AROUND THE WORLD IN 1909: When Trenton business woman Harriet White Fisher set off around the world with her personal secretary Harold Brooks, many of the countries through which they traveled, including the United States, were ill-prepared for automobiles. In some cases, roads and bridges had to be built for them. Mr. Brooks’ granddaughter Rebecca Urban will describe their unique journey, Sunday, September 8, at 2 p.m. in the Trenton City Museum at Ellarslie in Cadwalader Park, Trenton. For more information, visit: www.ellarslie.org.

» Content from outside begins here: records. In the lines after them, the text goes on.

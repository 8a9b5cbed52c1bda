use serde::{Deserialize, Serialize};

#[derive(Clone, Debug, PartialEq, Serialize, Deserialize)]
pub struct SessionReport {
    pub total: usize,
    pub correct_first_try: usize,
    pub mistakes: usize,
    /// Percentage of items answered on the first try. Items answered after a
    /// wrong attempt count against accuracy even though they were completed.
    pub accuracy: f64,
}

impl SessionReport {
    pub fn new(total: usize, correct_first_try: usize, mistakes: usize) -> Self {
        let accuracy = if total > 0 {
            (total.saturating_sub(mistakes) as f64 / total as f64 * 100.0).clamp(0.0, 100.0)
        } else {
            0.0
        };
        Self {
            total,
            correct_first_try,
            mistakes,
            accuracy,
        }
    }

    pub fn is_perfect(&self) -> bool {
        self.mistakes == 0
    }
}
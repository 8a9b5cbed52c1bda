use ratatui::buffer::Buffer;
use ratatui::layout::{Alignment, Constraint, Direction, Layout, Rect};
use ratatui::style::{Modifier, Style};
use ratatui::text::{Line, Span};
use ratatui::widgets::{Block, Paragraph, Widget};
use rust_i18n::t;

use crate::ui::theme::Theme;

#[derive(Clone, Copy, Debug, PartialEq, Eq)]
pub enum MenuAction {
    AddWord,
    Dictionary,
    Training,
    Learned,
    Settings,
    Quit,
}

pub struct MenuItem {
    pub key: char,
    pub action: MenuAction,
    pub label: String,
    pub description: String,
}

pub struct Menu<'a> {
    pub items: Vec<MenuItem>,
    pub selected: usize,
    pub theme: &'a Theme,
}

impl<'a> Menu<'a> {
    /// Labels are read from the active locale, so rebuild after switching it.
    pub fn new(theme: &'a Theme) -> Self {
        let item = |key: char, action: MenuAction, label: String, description: String| MenuItem {
            key,
            action,
            label,
            description,
        };
        Self {
            items: vec![
                item('a', MenuAction::AddWord, t!("menu.add_word").to_string(), t!("menu.add_word_desc").to_string()),
                item('d', MenuAction::Dictionary, t!("menu.dictionary").to_string(), t!("menu.dictionary_desc").to_string()),
                item('t', MenuAction::Training, t!("menu.training").to_string(), t!("menu.training_desc").to_string()),
                item('l', MenuAction::Learned, t!("menu.learned").to_string(), t!("menu.learned_desc").to_string()),
                item('s', MenuAction::Settings, t!("menu.settings").to_string(), t!("menu.settings_desc").to_string()),
                item('q', MenuAction::Quit, t!("menu.quit").to_string(), t!("menu.quit_desc").to_string()),
            ],
            selected: 0,
            theme,
        }
    }

    pub fn next(&mut self) {
        self.selected = (self.selected + 1) % self.items.len();
    }

    pub fn prev(&mut self) {
        if self.selected > 0 {
            self.selected -= 1;
        } else {
            self.selected = self.items.len() - 1;
        }
    }

    pub fn selected_action(&self) -> Option<MenuAction> {
        self.items.get(self.selected).map(|i| i.action)
    }

    pub fn action_for_key(&self, key: char) -> Option<MenuAction> {
        self.items.iter().find(|i| i.key == key).map(|i| i.action)
    }
}

impl Widget for &Menu<'_> {
    fn render(self, area: Rect, buf: &mut Buffer) {
        let colors = &self.theme.colors;

        let block = Block::bordered()
            .border_style(Style::default().fg(colors.border()))
            .style(Style::default().bg(colors.bg()));
        let inner = block.inner(area);
        block.render(area, buf);

        let layout = Layout::default()
            .direction(Direction::Vertical)
            .constraints([
                Constraint::Length(4),
                Constraint::Length(1),
                Constraint::Min(0),
            ])
            .split(inner);

        let title_lines = vec![
            Line::from(""),
            Line::from(Span::styled(
                "wordtrainer",
                Style::default()
                    .fg(colors.accent())
                    .add_modifier(Modifier::BOLD),
            )),
            Line::from(Span::styled(
                t!("menu.subtitle").to_string(),
                Style::default().fg(colors.fg()),
            )),
        ];
        Paragraph::new(title_lines)
            .alignment(Alignment::Center)
            .render(layout[0], buf);

        let menu_layout = Layout::default()
            .direction(Direction::Vertical)
            .constraints(
                self.items
                    .iter()
                    .map(|_| Constraint::Length(3))
                    .collect::<Vec<_>>(),
            )
            .split(layout[2]);

        for (i, (item, row)) in self.items.iter().zip(menu_layout.iter()).enumerate() {
            let is_selected = i == self.selected;
            let indicator = if is_selected { ">" } else { " " };
            let label_style = if is_selected {
                Style::default()
                    .fg(colors.accent())
                    .add_modifier(Modifier::BOLD)
            } else {
                Style::default().fg(colors.fg())
            };

            let lines = vec![
                Line::from(Span::styled(
                    format!(" {indicator} [{}] {}", item.key, item.label),
                    label_style,
                )),
                Line::from(Span::styled(
                    format!("     {}", item.description),
                    Style::default().fg(colors.hint()),
                )),
            ];
            Paragraph::new(lines).render(*row, buf);
        }
    }
}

AROUND THE WORLD IN 1909: When Trenton business woman Harriet White Fisher set off around the world with her personal secretary Harold Brooks, many of the countries through which they traveled, including the United States, were ill-prepared for automobiles. In some cases, roads and bridges had to be built for them. Mr. Brooks’ granddaughter Rebecca Urban will describe their unique journey, Sunday, September 8, at 2 p.m. in the Trenton City Museum at Ellarslie in Cadwalader Park, Trenton. For more information, visit: www.ellarslie.org.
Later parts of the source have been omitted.